[Collected data]
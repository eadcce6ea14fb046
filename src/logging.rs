//! Process-wide `tracing` subscriber setup.

use crate::ports::config_port::ConfigPort;
use tracing_subscriber::EnvFilter;

#[derive(Debug, Clone, PartialEq, Eq)]
pub struct LoggingConfig {
    pub level: String,
    pub json: bool,
}

impl Default for LoggingConfig {
    fn default() -> Self {
        Self {
            level: "info".to_string(),
            json: false,
        }
    }
}

impl LoggingConfig {
    pub fn from_config(config: &dyn ConfigPort) -> Self {
        Self {
            level: config
                .get_string("logging", "level")
                .filter(|l| !l.trim().is_empty())
                .unwrap_or_else(|| "info".to_string()),
            json: config.get_bool("logging", "json", false),
        }
    }
}

/// Install the global subscriber. `RUST_LOG` takes precedence over the
/// configured level. Calling this twice is a no-op.
pub fn init_logging(config: &LoggingConfig) {
    let filter = EnvFilter::try_from_default_env()
        .or_else(|_| EnvFilter::try_new(&config.level))
        .unwrap_or_else(|_| EnvFilter::new("info"));

    let builder = tracing_subscriber::fmt()
        .with_env_filter(filter)
        .with_writer(std::io::stderr)
        .with_target(false);

    let installed = if config.json {
        builder.json().try_init()
    } else {
        builder.try_init()
    };
    if installed.is_err() {
        tracing::debug!("tracing subscriber already installed");
    }
}

#[cfg(test)]
mod tests {
    use super::*;
    use crate::adapters::file_config_adapter::FileConfigAdapter;

    #[test]
    fn defaults_when_section_missing() {
        let config = FileConfigAdapter::from_string("").unwrap();
        assert_eq!(LoggingConfig::from_config(&config), LoggingConfig::default());
    }

    #[test]
    fn reads_level_and_json() {
        let config =
            FileConfigAdapter::from_string("[logging]\nlevel = posrecon=debug\njson = true\n")
                .unwrap();
        let logging = LoggingConfig::from_config(&config);
        assert_eq!(logging.level, "posrecon=debug");
        assert!(logging.json);
    }

    #[test]
    fn init_twice_does_not_panic() {
        let logging = LoggingConfig::default();
        init_logging(&logging);
        init_logging(&logging);
    }
}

* _Brief_
Write the data above out again in full, exactly.

* _Result of this task_
repository eadcce6ea14fb046
filename src/logging.rs
//! Process-wide `tracing` subscriber setup.

use crate::ports::config_port::ConfigPort;
use tracing_subscriber::EnvFilter;

#[derive(Debug, Clone, PartialEq, Eq)]
pub struct LoggingConfig {
    pub level: String,
    pub json: bool,
}

impl Default for LoggingConfig {
    fn default() -> Self {
        Self {
            level: "info".to_string(),
            json: false,
        }
    }
}

impl LoggingConfig {
    pub fn from_config(config: &dyn ConfigPort) -> Self {
        Self {
            level: config
                .get_string("logging", "level")
                .filter(|l| !l.trim().is_empty())
                .unwrap_or_else(|| "info".to_string()),
            json: config.get_bool("logging", "json", false),
        }
    }
}

/// Install the global subscriber. `RUST_LOG` takes precedence over the
/// configured level. Calling this twice is a no-op.
pub fn init_logging(config: &LoggingConfig) {
    let filter = EnvFilter::try_from_default_env()
        .or_else(|_| EnvFilter::try_new(&config.level))
        .unwrap_or_else(|_| EnvFilter::new("info"));

    let builder = tracing_subscriber::fmt()
        .with_env_filter(filter)
        .with_writer(std::io::stderr)
        .with_target(false);

    let installed = if config.json {
        builder.json().try_init()
    } else {
        builder.try_init()
    };
    if installed.is_err() {
        tracing::debug!("tracing subscriber already installed");
    }
}

#[cfg(test)]
mod tests {
    use super::*;
    use crate::adapters::file_config_adapter::FileConfigAdapter;

    #[test]
    fn defaults_when_section_missing() {
        let config = FileConfigAdapter::from_string("").unwrap();
        assert_eq!(LoggingConfig::from_config(&config), LoggingConfig::default());
    }

    #[test]
    fn reads_level_and_json() {
        let config =
            FileConfigAdapter::from_string("[logging]\nlevel = posrecon=debug\njson = true\n")
                .unwrap();
        let logging = LoggingConfig::from_config(&config);
        assert_eq!(logging.level, "posrecon=debug");
        assert!(logging.json);
    }

    #[test]
    fn init_twice_does_not_panic() {
        let logging = LoggingConfig::default();
        init_logging(&logging);
        init_logging(&logging);
    }
}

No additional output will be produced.